COVID-19 plays its part in forcing closure of businesses

August 05, 2020 07:42 am | Updated 07:42 am IST - KOCHI

Out of favour:  Rubber nurseries like this one near Kochi were once a thriving business.

Out of favour: Rubber nurseries like this one near Kochi were once a thriving business.

With natural rubber cultivation facing a reversal of fortunes, hundreds of sapling and planting material suppliers are downing shutters as more and more businesses reflect the deepening crisis for the once prosperous sector.

“We are caught between the devil and the deep sea,” says Baby Kuttiankal, one of the pioneering rubber nursery operators in Kerala, about the dilemma nursery operators are facing.

‘‘We are not sure of the future and, at the same time, we are not in a frame of mind to close down the operations altogether," he says about the situation facing hundreds of businesses.

As vice president of the All Kerala Rubber Nursery Association, he is still at the helm of a group that has a big say in the type of planting materials available in the State. He remembers that his nursery near Bharananganam in Kottayam district was once a trendsetter in the business and was instrumental in exporting rubber saplings to Mexico. Over the last 40 years, he has seen the rise and now the fall of the rubber nursery business. Many people are abandoning it and others are shifting to other crops, he says.

Josekutty Thulumpanmakkal, near Pallikkathode in Kottayam, says the setbacks suffered by the rubber sector is one of the key reasons for the closure of hundreds of nurseries.

Dwindling numbers

The association of nurseries had about 1,000 members about a decade ago. The number has steadily come down and about 60-70% of the former members are out of the group as more and more business owners shifted to other crops.

Mr. Baby says COVID-19 too has played a big role in forcing the closure of the businesses. The cost of labour had forced nursery owners to depend on workers from other States to run their businesses. However, the onset of the COVID-19 lockdown had seen thousands of them fleeing the State for the safety of their homes. He says about 20,000 to 25,000 jobs have been lost on account of the slowdown as well as closure of the rubber nurseries.

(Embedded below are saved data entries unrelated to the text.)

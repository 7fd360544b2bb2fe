// Damped-spring stepping for the snap-back animation.
// Visual: after you let go, the droplet overshoots the anchor a little and wobbles to rest.

use crate::types::Offset;

/// Largest integration step; longer frames are split into several of these.
const MAX_SUBSTEP: f32 = 1.0 / 240.0;

#[derive(Clone, Copy, Debug, PartialEq)]
pub struct SpringParams {
    pub stiffness: f32,
    pub damping: f32,
    /// Below this distance *and* speed the spring snaps onto its target.
    pub rest_epsilon: f32,
}

impl Default for SpringParams {
    fn default() -> Self {
        Self { stiffness: 50.0, damping: 10.0, rest_epsilon: 0.05 }
    }
}

/// One step of a unit-mass damped oscillator pulled toward `target`.
/// Semi-implicit Euler in fixed sub-steps so a slow frame cannot blow it up.
pub fn step(
    current: f32,
    target: f32,
    velocity: f32,
    stiffness: f32,
    damping: f32,
    dt: f32,
) -> (f32, f32) {
    if !(dt > 0.0) {
        return (current, velocity);
    }
    let steps = (dt / MAX_SUBSTEP).ceil().max(1.0) as u32;
    let h = dt / steps as f32;
    let (mut x, mut v) = (current, velocity);
    for _ in 0..steps {
        let accel = -stiffness * (x - target) - damping * v;
        v += accel * h;
        x += v * h;
    }
    (x, v)
}

/// Spring animation of an `Offset` toward a (replaceable) target.
#[derive(Clone, Debug)]
pub struct SpringAnimation {
    params: SpringParams,
    value: Offset,
    velocity: Offset,
    target: Offset,
    settled: bool,
}

impl SpringAnimation {
    pub fn new(params: SpringParams, from: Offset, target: Offset) -> Self {
        let mut anim = Self { params, value: from, velocity: Offset::ZERO, target, settled: false };
        anim.settle_if_close();
        anim
    }

    /// Swap the destination mid-flight; position and velocity carry over.
    pub fn retarget(&mut self, target: Offset) {
        self.target = target;
        self.settled = false;
        self.settle_if_close();
    }

    /// Advance by `dt` seconds. Returns true while the spring is still moving.
    pub fn tick(&mut self, dt: f32) -> bool {
        if self.settled {
            return false;
        }
        let p = self.params;
        let (x, vx) = step(self.value.width, self.target.width, self.velocity.width, p.stiffness, p.damping, dt);
        let (y, vy) = step(self.value.height, self.target.height, self.velocity.height, p.stiffness, p.damping, dt);
        self.value = Offset::new(x, y);
        self.velocity = Offset::new(vx, vy);
        self.settle_if_close();
        !self.settled
    }

    fn settle_if_close(&mut self) {
        let eps = self.params.rest_epsilon;
        if (self.value - self.target).length() < eps && self.velocity.length() < eps {
            self.value = self.target;
            self.velocity = Offset::ZERO;
            self.settled = true;
        }
    }

    pub fn value(&self) -> Offset {
        self.value
    }

    pub fn is_settled(&self) -> bool {
        self.settled
    }
}

#[cfg(test)]
mod tests {
    use super::*;
    use proptest::prelude::*;

    fn run_until_settled(anim: &mut SpringAnimation, dt: f32, max_frames: usize) -> usize {
        for frame in 0..max_frames {
            if !anim.tick(dt) {
                return frame + 1;
            }
        }
        max_frames
    }

    #[test]
    fn zero_dt_is_identity() {
        assert_eq!(step(3.0, 0.0, 1.5, 50.0, 10.0, 0.0), (3.0, 1.5));
    }

    #[test]
    fn underdamped_default_overshoots_then_settles() {
        let mut anim = SpringAnimation::new(SpringParams::default(), Offset::new(100.0, 0.0), Offset::ZERO);
        let mut min_x = f32::MAX;
        for _ in 0..600 {
            anim.tick(1.0 / 60.0);
            min_x = min_x.min(anim.value().width);
        }
        assert!(min_x < 0.0, "expected overshoot past the anchor, min was {min_x}");
        assert!(anim.is_settled());
        assert_eq!(anim.value(), Offset::ZERO);
    }

    #[test]
    fn retarget_keeps_position() {
        let mut anim = SpringAnimation::new(SpringParams::default(), Offset::new(50.0, 50.0), Offset::ZERO);
        anim.tick(0.1);
        let here = anim.value();
        anim.retarget(Offset::new(10.0, 0.0));
        assert_eq!(anim.value(), here);
        run_until_settled(&mut anim, 1.0 / 60.0, 2000);
        assert_eq!(anim.value(), Offset::new(10.0, 0.0));
    }

    #[test]
    fn starting_at_target_is_already_settled() {
        let anim = SpringAnimation::new(SpringParams::default(), Offset::ZERO, Offset::ZERO);
        assert!(anim.is_settled());
    }

    #[test]
    fn large_frame_gap_stays_stable() {
        let (x, v) = step(200.0, 0.0, 0.0, 50.0, 10.0, 0.5);
        assert!(x.is_finite() && v.is_finite());
        assert!(x.abs() < 200.0);
    }

    proptest! {
        #[test]
        fn always_converges_to_target(w in -2000.0f32..2000.0, h in -2000.0f32..2000.0, dt in 0.004f32..0.05) {
            let mut anim = SpringAnimation::new(SpringParams::default(), Offset::new(w, h), Offset::ZERO);
            run_until_settled(&mut anim, dt, 5000);
            prop_assert!(anim.is_settled());
            prop_assert_eq!(anim.value(), Offset::ZERO);
        }
    }
}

Mr. Josekutty points out the phenomenal rise in the cost of inputs as one of many reasons for the falling business. The cost of inputs such as plastic cups, coir pith and soil has risen way beyond the affordability of the sapling suppliers. While the cost of production of a unit of planting material has come to over ₹85, nursery owners are forced to sell it at about ₹60 a piece to stay on the business, he says.